### Task directions
Among the records below, find each line bearing the word "SqliteConnection" and copy it.

### Data records
────────────────────────────────────────

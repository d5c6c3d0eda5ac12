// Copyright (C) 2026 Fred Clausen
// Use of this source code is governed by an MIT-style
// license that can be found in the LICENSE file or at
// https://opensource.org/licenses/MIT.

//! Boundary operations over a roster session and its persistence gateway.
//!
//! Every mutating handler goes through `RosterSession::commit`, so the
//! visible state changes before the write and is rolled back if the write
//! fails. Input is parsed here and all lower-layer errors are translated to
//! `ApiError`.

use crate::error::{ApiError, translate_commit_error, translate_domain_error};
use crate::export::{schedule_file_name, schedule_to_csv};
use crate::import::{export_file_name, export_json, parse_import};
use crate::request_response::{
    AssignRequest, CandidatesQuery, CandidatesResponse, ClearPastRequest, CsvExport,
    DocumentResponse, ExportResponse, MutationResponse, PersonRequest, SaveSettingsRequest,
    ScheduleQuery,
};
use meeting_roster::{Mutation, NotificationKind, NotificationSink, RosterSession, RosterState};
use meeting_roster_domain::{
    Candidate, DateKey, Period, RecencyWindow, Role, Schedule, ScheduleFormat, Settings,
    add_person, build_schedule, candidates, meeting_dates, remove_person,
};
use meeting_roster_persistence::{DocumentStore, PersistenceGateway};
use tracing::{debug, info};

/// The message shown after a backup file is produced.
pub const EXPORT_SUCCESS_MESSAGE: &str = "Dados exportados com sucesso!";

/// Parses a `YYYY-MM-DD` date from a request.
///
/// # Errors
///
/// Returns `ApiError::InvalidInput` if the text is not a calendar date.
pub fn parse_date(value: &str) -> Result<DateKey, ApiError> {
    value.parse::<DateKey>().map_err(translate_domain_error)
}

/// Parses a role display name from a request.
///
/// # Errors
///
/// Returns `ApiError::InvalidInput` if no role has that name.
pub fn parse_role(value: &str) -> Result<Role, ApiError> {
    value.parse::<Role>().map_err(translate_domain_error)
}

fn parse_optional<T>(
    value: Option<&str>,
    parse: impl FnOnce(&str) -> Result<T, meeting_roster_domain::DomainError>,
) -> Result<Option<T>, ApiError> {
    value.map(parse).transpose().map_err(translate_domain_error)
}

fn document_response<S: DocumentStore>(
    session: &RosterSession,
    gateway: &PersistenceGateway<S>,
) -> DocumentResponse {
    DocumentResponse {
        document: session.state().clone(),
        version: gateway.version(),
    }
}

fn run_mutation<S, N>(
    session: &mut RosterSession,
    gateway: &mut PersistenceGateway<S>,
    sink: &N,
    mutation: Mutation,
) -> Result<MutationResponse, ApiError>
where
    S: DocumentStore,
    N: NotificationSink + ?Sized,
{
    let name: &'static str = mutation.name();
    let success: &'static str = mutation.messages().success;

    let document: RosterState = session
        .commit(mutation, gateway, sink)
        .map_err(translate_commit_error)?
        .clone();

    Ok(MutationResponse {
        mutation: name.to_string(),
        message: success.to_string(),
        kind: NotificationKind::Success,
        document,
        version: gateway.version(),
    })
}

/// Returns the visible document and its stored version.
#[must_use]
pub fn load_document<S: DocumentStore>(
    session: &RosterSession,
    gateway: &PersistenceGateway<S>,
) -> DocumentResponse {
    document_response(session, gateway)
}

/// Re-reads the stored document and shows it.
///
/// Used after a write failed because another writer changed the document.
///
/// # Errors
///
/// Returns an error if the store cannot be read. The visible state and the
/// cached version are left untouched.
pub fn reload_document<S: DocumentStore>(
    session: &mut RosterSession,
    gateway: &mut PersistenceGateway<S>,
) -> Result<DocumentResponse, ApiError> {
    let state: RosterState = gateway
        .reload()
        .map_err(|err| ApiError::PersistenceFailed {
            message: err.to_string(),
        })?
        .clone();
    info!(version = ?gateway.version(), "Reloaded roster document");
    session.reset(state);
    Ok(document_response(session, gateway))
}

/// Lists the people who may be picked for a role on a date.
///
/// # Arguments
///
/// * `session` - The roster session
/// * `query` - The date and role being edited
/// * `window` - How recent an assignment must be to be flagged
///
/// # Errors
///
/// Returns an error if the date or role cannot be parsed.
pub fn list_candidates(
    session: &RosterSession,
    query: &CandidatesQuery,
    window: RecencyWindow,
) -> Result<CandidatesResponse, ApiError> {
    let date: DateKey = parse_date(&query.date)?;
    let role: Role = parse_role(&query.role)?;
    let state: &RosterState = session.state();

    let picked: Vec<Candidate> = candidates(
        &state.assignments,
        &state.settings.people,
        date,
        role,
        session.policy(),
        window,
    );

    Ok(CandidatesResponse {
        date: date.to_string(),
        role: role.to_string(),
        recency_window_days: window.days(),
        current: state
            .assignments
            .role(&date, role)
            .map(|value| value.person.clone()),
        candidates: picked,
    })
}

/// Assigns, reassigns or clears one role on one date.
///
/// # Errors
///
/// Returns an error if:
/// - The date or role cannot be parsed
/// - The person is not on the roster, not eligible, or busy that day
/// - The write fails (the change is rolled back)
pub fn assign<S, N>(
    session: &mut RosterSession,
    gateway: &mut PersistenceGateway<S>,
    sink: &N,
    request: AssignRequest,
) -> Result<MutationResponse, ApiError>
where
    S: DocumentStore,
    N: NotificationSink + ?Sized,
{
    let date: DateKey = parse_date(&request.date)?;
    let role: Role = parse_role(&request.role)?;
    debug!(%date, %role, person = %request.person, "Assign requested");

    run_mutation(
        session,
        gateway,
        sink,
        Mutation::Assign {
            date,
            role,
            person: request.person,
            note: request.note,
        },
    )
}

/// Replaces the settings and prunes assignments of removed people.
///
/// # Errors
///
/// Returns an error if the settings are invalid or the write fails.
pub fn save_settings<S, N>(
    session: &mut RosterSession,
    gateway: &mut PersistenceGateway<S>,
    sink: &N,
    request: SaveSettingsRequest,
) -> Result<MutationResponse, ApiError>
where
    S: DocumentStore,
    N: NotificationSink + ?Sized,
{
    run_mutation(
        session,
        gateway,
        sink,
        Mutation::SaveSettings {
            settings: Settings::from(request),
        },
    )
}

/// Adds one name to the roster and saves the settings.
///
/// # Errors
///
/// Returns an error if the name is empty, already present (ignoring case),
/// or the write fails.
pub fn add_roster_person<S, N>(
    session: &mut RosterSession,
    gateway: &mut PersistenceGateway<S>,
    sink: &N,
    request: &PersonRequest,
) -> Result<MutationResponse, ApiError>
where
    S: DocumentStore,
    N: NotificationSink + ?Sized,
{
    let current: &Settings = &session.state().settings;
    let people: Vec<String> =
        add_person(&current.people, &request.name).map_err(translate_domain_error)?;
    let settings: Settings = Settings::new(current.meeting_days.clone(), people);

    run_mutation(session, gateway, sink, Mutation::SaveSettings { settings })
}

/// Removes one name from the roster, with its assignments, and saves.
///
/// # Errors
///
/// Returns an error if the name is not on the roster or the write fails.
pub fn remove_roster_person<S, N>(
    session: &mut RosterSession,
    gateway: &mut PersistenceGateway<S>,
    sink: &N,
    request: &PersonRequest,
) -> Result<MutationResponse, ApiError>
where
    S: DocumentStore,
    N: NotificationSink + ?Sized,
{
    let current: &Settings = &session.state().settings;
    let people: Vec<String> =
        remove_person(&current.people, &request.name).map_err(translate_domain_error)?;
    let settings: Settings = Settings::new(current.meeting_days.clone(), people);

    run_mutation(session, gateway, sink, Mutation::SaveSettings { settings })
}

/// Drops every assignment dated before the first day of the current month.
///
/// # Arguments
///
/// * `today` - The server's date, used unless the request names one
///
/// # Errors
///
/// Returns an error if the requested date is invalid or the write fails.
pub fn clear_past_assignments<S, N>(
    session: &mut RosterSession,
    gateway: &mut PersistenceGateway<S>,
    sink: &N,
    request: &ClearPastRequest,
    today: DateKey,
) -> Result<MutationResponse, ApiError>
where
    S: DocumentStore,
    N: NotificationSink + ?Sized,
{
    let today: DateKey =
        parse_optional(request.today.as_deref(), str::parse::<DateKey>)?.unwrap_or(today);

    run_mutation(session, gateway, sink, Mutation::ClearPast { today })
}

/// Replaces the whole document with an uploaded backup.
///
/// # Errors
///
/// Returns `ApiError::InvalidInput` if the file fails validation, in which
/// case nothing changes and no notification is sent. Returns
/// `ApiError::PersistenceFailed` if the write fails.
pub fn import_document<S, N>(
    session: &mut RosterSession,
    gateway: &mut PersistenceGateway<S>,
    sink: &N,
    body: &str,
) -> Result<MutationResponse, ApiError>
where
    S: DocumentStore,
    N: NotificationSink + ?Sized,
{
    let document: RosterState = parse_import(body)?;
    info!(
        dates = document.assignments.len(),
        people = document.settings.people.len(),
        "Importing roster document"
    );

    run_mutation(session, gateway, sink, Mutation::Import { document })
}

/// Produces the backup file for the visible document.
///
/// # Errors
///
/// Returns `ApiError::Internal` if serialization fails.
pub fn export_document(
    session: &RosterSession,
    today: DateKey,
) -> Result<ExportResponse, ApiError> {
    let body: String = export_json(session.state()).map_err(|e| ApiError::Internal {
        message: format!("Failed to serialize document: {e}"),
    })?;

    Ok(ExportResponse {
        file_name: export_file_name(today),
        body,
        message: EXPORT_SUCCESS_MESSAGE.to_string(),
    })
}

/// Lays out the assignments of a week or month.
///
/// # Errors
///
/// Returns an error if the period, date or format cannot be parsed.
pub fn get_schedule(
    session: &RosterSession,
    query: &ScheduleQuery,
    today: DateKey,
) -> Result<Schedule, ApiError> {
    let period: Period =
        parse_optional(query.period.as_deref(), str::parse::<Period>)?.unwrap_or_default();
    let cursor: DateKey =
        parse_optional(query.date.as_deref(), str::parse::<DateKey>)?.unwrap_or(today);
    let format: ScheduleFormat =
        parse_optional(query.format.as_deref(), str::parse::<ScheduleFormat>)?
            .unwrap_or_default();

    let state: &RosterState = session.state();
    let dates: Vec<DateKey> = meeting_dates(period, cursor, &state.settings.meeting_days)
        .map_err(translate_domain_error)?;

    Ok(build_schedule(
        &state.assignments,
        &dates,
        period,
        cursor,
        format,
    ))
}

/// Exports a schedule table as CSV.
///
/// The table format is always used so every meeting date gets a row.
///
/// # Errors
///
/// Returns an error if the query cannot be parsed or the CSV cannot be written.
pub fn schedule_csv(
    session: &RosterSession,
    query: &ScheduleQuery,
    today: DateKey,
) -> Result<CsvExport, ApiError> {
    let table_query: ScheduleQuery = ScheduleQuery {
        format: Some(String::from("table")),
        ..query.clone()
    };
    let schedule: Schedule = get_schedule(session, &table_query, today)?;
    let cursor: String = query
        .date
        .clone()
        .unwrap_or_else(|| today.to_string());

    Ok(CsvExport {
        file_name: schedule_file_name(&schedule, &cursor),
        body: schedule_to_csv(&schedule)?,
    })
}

────────────────────────────────────────

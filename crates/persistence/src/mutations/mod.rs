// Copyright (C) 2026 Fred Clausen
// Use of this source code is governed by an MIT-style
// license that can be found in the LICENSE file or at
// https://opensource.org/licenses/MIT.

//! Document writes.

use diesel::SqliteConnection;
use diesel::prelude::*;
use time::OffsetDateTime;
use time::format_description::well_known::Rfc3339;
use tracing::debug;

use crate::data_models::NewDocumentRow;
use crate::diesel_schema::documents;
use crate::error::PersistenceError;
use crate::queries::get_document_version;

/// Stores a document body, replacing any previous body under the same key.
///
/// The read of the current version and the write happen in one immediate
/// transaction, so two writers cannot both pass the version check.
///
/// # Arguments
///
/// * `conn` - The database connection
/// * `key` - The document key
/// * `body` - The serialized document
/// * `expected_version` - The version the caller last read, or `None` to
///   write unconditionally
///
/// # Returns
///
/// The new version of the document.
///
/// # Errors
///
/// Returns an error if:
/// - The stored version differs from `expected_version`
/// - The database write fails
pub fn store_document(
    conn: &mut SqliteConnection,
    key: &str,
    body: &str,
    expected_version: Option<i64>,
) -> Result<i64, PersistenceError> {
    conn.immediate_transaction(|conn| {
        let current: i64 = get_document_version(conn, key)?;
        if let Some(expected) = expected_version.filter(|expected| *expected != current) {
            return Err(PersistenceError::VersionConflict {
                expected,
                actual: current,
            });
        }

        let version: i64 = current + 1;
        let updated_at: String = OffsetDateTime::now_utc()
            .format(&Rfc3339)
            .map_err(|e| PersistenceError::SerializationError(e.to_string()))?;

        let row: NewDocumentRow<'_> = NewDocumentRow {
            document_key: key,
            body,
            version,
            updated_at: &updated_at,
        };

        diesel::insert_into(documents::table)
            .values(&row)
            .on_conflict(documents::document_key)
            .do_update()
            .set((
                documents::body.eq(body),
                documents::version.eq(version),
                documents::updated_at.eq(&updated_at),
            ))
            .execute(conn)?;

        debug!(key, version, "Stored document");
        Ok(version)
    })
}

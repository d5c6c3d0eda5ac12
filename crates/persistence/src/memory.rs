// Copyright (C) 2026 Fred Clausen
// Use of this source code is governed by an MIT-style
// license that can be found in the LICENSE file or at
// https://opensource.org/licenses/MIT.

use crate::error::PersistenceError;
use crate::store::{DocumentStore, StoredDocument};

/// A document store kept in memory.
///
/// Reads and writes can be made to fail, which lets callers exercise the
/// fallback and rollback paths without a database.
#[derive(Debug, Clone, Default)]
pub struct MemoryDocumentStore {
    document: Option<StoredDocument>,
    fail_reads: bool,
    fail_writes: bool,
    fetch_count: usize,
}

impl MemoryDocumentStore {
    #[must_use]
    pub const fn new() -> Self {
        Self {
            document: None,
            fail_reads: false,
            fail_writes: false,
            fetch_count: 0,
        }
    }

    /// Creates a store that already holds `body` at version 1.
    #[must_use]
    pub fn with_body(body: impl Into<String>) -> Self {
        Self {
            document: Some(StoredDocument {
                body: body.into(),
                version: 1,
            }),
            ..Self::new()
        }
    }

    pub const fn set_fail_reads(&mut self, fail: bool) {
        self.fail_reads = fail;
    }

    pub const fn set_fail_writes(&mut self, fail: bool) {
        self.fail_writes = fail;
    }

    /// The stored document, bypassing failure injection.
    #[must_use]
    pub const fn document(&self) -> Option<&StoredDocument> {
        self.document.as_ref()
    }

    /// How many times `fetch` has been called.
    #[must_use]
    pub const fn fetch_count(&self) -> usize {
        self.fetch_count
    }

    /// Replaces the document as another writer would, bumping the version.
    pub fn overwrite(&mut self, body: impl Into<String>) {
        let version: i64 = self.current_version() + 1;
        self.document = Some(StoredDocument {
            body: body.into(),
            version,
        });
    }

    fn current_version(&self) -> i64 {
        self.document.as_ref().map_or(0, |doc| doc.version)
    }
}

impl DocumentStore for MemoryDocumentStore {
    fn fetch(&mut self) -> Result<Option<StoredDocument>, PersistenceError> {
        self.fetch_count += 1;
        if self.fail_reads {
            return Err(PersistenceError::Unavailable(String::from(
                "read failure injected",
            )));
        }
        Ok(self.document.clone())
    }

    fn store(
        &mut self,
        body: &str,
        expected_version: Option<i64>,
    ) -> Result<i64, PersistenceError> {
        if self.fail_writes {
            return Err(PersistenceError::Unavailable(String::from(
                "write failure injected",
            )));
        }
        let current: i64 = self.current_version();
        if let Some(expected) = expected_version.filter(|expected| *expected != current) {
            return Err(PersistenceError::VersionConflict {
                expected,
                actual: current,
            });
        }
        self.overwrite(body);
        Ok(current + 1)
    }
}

────────────────────────────────────────

### Result
use diesel::SqliteConnection;
    conn: &mut SqliteConnection,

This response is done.